Koşar adım binadan çıktığında telaşla etrafa bakındı. Tam ümitsizlikle binadan içeriye girecekti ki gözleri onun kahverengi saçlarını buldu. Hızlı adımlarıyla ona yetiştiğinde ona seslenemeden kızın yalpalamasıyla gayri ihtiyari bir şekilde kollarını öne doğru uzatıp kızı omuzlarından yakaladı.
Yüzünü görmek istiyordu. Kızın şaşkınlığından olsa gerek karşı koymamasıyla onu kendisine çevirmesi zor olmamıştı.
Eğer bu kadar öfkeli ve aklı karışık olmasaydı kızın yüzündeki şaşkın ifadeye gülebilirdi.
"Nasıl bir oyun oynuyorsun Gökçe!" Diye gürlediğinde ellerinin sardığı küçük omuzların titrediğini hissetti. Bağırdığı için pişman olarak derin bir nefes alıp sakinleşmeye çalıştı.

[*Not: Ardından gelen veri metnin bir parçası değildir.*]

use tabled::{
    Table, Tabled,
    settings::{Alignment, Modify, Style, object::Columns},
};

use mealmate_core::models::{MealPlanEntry, Recipe, RecipeSummary};

pub(crate) fn print_recipe_table(recipes: &[&Recipe]) {
    #[derive(Tabled)]
    struct RecipeRow {
        #[tabled(rename = "ID")]
        id: i64,
        #[tabled(rename = "Name")]
        name: String,
        #[tabled(rename = "Kcal")]
        calories: String,
        #[tabled(rename = "Category")]
        category: String,
        #[tabled(rename = "Veg")]
        vegetarian: String,
        #[tabled(rename = "Source")]
        source: String,
    }

    let rows: Vec<RecipeRow> = recipes
        .iter()
        .map(|r| RecipeRow {
            id: r.id,
            name: truncate(&r.name, 40),
            calories: r.calories.map_or("-".into(), |c| c.to_string()),
            category: r
                .category
                .as_deref()
                .map(|c| truncate(c, 16))
                .unwrap_or_else(|| "-".into()),
            vegetarian: if r.vegetarian { "yes" } else { "no" }.to_string(),
            source: if r.external_id.is_some() {
                "catalog"
            } else {
                "manual"
            }
            .to_string(),
        })
        .collect();

    let table = Table::new(&rows)
        .with(Style::rounded())
        .with(Modify::new(Columns::new(2..3)).with(Alignment::right()))
        .to_string();
    println!("{table}");
}

pub(crate) fn print_summary_table(summaries: &[RecipeSummary]) {
    #[derive(Tabled)]
    struct SummaryRow {
        #[tabled(rename = "#")]
        idx: usize,
        #[tabled(rename = "Catalog ID")]
        external_id: String,
        #[tabled(rename = "Title")]
        title: String,
        #[tabled(rename = "Image")]
        image: String,
    }

    let rows: Vec<SummaryRow> = summaries
        .iter()
        .enumerate()
        .map(|(i, s)| SummaryRow {
            idx: i + 1,
            external_id: s.external_id.clone(),
            title: truncate(&s.title, 45),
            image: s
                .image_url
                .as_deref()
                .map(|u| truncate(u, 40))
                .unwrap_or_else(|| "-".into()),
        })
        .collect();

    let table = Table::new(&rows).with(Style::rounded()).to_string();
    println!("{table}");
}

pub(crate) fn print_plan_table(plans: &[MealPlanEntry]) {
    #[derive(Tabled)]
    struct PlanRow {
        #[tabled(rename = "ID")]
        id: i64,
        #[tabled(rename = "Day")]
        day: String,
        #[tabled(rename = "Meal")]
        meal: String,
        #[tabled(rename = "Recipe")]
        recipe: String,
        #[tabled(rename = "Recipe ID")]
        recipe_id: i64,
    }

    let rows: Vec<PlanRow> = plans
        .iter()
        .map(|p| PlanRow {
            id: p.id,
            day: p.day_of_week.to_string(),
            meal: p.meal_type.to_string(),
            recipe: p
                .recipe_name
                .as_deref()
                .map(|n| truncate(n, 40))
                .unwrap_or_else(|| "-".into()),
            recipe_id: p.recipe_id,
        })
        .collect();

    let table = Table::new(&rows).with(Style::rounded()).to_string();
    println!("{table}");
}

pub(crate) fn json_error(message: &str) -> String {
    serde_json::json!({ "error": message }).to_string()
}

pub(crate) fn truncate(s: &str, max: usize) -> String {
    if s.chars().count() <= max {
        s.to_string()
    } else {
        let end = s.char_indices().nth(max - 3).map_or(s.len(), |(i, _)| i);
        format!("{}...", &s[..end])
    }
}

#[cfg(test)]
mod tests {
    use super::*;

    #[test]
    fn test_truncate_short_string_unchanged() {
        assert_eq!(truncate("soup", 10), "soup");
    }

    #[test]
    fn test_truncate_long_string() {
        let t = truncate("a very long recipe name indeed", 10);
        assert_eq!(t, "a very ...");
        assert_eq!(t.chars().count(), 10);
    }

    #[test]
    fn test_json_error_shape() {
        assert_eq!(json_error("nope"), r#"{"error":"nope"}"#);
    }
}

"Neden bahsettiğini anlamıyorum." diyen kıza biraz daha yaklaştı. Kız ellerinden kurtulup geri gitmek istese de ellerini onun küçük omuzlarına daha çok bastırdı ve yerinde sabit kalmasını sağladı.
"Benim bu şirketle olan iş ilişkimden haberin var mıydı?"
Gökçe önce biraz şaşırsa da sonra kızgın ifadesini takınması uzun sürmemişti.
"Hayır, tabi ki haberim yoktu!"
İnanmak istiyordu. Ama mantıklı tarafı ona hemen inanmaması gerektiğini haykırıyordu.
"Bir haftadır burada çalışıyormuşsun, nasıl bilmezsin?"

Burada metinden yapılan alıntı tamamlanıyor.